* What to produce: Produce a verbatim copy of the entries listed below.

[Dataset excerpts]

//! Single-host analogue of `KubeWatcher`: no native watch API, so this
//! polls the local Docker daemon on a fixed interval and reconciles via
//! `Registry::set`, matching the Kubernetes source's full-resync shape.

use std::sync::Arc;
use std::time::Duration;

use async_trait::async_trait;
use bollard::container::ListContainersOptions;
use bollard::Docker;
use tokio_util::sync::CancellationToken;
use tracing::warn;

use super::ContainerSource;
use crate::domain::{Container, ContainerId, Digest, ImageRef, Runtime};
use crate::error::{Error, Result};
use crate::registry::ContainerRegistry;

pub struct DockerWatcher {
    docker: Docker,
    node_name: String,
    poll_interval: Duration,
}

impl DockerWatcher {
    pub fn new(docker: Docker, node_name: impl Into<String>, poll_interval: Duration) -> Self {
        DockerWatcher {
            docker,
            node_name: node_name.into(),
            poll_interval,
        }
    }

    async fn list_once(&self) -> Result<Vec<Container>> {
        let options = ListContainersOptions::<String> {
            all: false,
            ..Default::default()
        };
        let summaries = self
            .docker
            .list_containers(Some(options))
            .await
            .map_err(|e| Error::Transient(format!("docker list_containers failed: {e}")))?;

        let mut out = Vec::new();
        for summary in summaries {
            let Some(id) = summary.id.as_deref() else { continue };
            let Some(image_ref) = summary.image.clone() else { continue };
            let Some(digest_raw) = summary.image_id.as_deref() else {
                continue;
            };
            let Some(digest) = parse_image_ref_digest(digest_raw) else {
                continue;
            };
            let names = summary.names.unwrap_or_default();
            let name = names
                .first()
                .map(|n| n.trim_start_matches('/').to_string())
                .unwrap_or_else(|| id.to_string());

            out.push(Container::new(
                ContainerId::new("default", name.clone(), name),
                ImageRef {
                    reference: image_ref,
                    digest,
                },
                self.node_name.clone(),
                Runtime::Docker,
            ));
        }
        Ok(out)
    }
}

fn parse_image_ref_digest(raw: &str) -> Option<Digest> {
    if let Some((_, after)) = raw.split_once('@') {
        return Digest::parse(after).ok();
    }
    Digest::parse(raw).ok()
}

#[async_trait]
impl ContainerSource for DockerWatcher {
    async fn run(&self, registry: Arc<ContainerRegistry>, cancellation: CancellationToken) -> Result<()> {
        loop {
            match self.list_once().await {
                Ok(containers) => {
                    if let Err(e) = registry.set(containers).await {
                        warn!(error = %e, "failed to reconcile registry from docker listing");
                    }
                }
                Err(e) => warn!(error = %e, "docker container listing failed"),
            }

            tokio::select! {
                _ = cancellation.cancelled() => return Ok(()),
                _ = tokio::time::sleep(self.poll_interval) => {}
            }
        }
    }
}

* Answer to the problem:
//! Single-host analogue of `KubeWatcher`: no native watch API, so this
//! polls the local Docker daemon on a fixed interval and reconciles via
//! `Registry::set`, matching the Kubernetes source's full-resync shape.

use std::sync::Arc;
use std::time::Duration;

use async_trait::async_trait;
use bollard::container::ListContainersOptions;
use bollard::Docker;
use tokio_util::sync::CancellationToken;
use tracing::warn;

use super::ContainerSource;
use crate::domain::{Container, ContainerId, Digest, ImageRef, Runtime};
use crate::error::{Error, Result};
use crate::registry::ContainerRegistry;

pub struct DockerWatcher {
    docker: Docker,
    node_name: String,
    poll_interval: Duration,
}

impl DockerWatcher {
    pub fn new(docker: Docker, node_name: impl Into<String>, poll_interval: Duration) -> Self {
        DockerWatcher {
            docker,
            node_name: node_name.into(),
            poll_interval,
        }
    }

    async fn list_once(&self) -> Result<Vec<Container>> {
        let options = ListContainersOptions::<String> {
            all: false,
            ..Default::default()
        };
        let summaries = self
            .docker
            .list_containers(Some(options))
            .await
            .map_err(|e| Error::Transient(format!("docker list_containers failed: {e}")))?;

        let mut out = Vec::new();
        for summary in summaries {
            let Some(id) = summary.id.as_deref() else { continue };
            let Some(image_ref) = summary.image.clone() else { continue };
            let Some(digest_raw) = summary.image_id.as_deref() else {
                continue;
            };
            let Some(digest) = parse_image_ref_digest(digest_raw) else {
                continue;
            };
            let names = summary.names.unwrap_or_default();
            let name = names
                .first()
                .map(|n| n.trim_start_matches('/').to_string())
                .unwrap_or_else(|| id.to_string());

            out.push(Container::new(
                ContainerId::new("default", name.clone(), name),
                ImageRef {
                    reference: image_ref,
                    digest,
                },
                self.node_name.clone(),
                Runtime::Docker,
            ));
        }
        Ok(out)
    }
}

fn parse_image_ref_digest(raw: &str) -> Option<Digest> {
    if let Some((_, after)) = raw.split_once('@') {
        return Digest::parse(after).ok();
    }
    Digest::parse(raw).ok()
}

#[async_trait]
impl ContainerSource for DockerWatcher {
    async fn run(&self, registry: Arc<ContainerRegistry>, cancellation: CancellationToken) -> Result<()> {
        loop {
            match self.list_once().await {
                Ok(containers) => {
                    if let Err(e) = registry.set(containers).await {
                        warn!(error = %e, "failed to reconcile registry from docker listing");
                    }
                }
                Err(e) => warn!(error = %e, "docker container listing failed"),
            }

            tokio::select! {
                _ = cancellation.cancelled() => return Ok(()),
                _ = tokio::time::sleep(self.poll_interval) => {}
            }
        }
    }
}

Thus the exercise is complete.